Among the entries below, one stretch runs from the line that contains "starts, then feeds" through the line that contains "are reported in". Repeat that stretch exactly, ends included, and only that.

(Data items)
# # #

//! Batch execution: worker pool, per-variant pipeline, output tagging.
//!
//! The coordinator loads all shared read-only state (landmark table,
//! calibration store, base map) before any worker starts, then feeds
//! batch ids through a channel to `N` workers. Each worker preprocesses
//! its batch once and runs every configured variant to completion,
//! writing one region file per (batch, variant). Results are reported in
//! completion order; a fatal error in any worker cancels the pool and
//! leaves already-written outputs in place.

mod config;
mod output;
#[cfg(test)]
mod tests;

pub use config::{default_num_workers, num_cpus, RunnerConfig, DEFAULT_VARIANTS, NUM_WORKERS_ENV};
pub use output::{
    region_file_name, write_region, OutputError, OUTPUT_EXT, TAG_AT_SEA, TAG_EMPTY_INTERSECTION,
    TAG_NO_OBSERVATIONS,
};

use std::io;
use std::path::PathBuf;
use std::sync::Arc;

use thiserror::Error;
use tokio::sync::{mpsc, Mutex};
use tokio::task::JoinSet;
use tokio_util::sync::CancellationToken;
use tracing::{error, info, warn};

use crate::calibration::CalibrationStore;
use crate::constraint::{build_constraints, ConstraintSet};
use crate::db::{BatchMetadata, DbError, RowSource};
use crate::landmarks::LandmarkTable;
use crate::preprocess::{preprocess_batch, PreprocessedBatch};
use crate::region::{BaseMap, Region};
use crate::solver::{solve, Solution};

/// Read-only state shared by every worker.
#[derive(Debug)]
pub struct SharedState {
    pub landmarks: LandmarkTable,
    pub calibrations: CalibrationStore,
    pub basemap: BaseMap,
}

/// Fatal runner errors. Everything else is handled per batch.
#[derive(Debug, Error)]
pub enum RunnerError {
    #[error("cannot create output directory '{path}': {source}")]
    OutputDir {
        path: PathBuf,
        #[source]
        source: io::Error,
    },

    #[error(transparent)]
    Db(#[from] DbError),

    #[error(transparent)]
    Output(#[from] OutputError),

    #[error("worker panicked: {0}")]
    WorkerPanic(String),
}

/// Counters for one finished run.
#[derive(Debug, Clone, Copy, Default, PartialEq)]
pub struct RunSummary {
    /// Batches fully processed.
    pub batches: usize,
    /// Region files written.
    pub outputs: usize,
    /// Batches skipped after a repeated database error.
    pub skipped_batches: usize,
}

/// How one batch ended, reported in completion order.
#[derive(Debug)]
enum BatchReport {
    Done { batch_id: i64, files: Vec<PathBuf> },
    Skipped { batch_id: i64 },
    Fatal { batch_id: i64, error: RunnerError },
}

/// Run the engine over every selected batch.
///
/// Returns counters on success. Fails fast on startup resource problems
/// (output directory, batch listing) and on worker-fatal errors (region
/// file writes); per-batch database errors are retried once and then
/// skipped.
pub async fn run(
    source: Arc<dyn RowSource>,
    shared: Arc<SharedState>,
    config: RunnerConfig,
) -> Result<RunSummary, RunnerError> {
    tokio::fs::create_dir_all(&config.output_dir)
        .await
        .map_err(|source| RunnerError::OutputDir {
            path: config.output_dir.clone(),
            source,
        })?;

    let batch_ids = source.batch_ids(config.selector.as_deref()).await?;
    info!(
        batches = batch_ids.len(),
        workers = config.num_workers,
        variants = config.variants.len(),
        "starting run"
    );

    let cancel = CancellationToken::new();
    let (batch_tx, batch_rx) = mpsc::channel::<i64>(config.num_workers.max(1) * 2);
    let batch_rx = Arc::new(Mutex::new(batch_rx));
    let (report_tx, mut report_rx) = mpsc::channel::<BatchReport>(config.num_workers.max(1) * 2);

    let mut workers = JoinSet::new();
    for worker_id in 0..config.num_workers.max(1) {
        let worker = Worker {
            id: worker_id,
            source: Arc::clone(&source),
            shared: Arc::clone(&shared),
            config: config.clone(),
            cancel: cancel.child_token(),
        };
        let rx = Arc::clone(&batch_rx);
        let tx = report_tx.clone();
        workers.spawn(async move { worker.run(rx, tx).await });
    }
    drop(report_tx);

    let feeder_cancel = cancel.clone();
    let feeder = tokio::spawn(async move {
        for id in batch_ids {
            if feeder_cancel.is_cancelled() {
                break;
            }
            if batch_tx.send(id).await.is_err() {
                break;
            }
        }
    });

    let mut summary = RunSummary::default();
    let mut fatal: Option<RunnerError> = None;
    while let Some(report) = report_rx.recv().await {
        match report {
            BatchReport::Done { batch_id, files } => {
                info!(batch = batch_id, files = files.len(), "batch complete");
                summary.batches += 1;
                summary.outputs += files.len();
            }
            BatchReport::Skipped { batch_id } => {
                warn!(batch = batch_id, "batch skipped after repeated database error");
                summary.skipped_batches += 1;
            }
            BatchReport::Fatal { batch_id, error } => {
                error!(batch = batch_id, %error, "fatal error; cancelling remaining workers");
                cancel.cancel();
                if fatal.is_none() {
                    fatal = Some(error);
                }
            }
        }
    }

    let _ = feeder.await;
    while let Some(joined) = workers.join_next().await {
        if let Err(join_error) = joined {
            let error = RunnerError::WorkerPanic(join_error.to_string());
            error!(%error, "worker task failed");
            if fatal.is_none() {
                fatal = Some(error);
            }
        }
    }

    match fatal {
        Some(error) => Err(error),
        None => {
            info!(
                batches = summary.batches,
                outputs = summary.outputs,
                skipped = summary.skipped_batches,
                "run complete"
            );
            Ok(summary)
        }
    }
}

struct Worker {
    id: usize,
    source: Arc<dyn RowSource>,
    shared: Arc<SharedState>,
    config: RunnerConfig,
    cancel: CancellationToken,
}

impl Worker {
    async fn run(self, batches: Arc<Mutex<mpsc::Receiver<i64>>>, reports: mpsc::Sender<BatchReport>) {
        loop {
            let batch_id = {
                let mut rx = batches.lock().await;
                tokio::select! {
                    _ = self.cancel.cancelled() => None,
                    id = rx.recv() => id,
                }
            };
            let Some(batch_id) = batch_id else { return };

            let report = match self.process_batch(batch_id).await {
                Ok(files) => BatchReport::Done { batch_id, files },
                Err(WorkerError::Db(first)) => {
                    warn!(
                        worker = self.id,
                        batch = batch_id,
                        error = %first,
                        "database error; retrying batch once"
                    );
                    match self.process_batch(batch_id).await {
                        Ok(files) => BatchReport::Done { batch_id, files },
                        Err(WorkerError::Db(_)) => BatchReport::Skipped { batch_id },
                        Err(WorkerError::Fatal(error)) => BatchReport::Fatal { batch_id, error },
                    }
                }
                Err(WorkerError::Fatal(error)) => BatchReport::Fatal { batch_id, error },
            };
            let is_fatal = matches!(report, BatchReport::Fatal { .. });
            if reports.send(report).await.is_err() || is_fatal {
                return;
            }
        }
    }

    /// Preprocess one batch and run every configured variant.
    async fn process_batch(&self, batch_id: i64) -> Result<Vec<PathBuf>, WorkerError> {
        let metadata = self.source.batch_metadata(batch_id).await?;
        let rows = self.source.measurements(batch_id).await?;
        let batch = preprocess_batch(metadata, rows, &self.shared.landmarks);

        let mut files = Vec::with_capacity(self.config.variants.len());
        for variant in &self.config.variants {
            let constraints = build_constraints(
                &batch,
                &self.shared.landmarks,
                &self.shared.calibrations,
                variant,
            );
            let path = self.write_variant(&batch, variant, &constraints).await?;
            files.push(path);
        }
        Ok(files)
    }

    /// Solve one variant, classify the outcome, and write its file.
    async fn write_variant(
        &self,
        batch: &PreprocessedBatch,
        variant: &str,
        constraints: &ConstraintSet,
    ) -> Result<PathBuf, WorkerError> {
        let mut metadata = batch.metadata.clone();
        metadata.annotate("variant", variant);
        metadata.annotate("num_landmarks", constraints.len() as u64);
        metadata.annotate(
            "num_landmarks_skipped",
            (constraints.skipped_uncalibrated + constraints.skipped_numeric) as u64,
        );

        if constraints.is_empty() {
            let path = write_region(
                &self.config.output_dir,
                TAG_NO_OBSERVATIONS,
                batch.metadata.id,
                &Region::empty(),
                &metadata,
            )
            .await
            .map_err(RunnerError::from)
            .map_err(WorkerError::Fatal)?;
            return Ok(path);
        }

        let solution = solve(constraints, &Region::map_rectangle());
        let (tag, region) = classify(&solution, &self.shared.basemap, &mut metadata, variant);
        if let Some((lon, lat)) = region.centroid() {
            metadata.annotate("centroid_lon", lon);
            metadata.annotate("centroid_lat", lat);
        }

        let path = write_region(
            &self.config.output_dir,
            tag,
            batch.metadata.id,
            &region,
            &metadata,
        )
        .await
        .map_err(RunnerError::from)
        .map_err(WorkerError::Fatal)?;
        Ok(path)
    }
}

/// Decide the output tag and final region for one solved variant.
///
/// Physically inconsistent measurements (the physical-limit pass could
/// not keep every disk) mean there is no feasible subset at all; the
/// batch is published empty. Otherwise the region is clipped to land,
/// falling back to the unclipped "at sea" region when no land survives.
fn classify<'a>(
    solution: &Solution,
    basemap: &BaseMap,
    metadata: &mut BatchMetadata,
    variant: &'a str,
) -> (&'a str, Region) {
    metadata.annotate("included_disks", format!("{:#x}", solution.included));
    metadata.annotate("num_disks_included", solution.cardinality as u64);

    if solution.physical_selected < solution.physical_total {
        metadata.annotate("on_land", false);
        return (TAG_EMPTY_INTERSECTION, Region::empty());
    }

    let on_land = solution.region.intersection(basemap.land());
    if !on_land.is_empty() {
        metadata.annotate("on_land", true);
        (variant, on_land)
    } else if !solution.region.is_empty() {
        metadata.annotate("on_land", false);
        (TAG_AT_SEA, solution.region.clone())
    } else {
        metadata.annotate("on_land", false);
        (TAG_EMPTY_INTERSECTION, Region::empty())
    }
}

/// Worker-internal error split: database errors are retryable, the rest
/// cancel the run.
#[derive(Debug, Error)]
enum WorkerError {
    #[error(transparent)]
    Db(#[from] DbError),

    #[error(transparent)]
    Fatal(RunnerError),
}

# # #

* _Output of the exercise_:
//! calibration store, base map) before any worker starts, then feeds
//! batch ids through a channel to `N` workers. Each worker preprocesses
//! its batch once and runs every configured variant to completion,
//! writing one region file per (batch, variant). Results are reported in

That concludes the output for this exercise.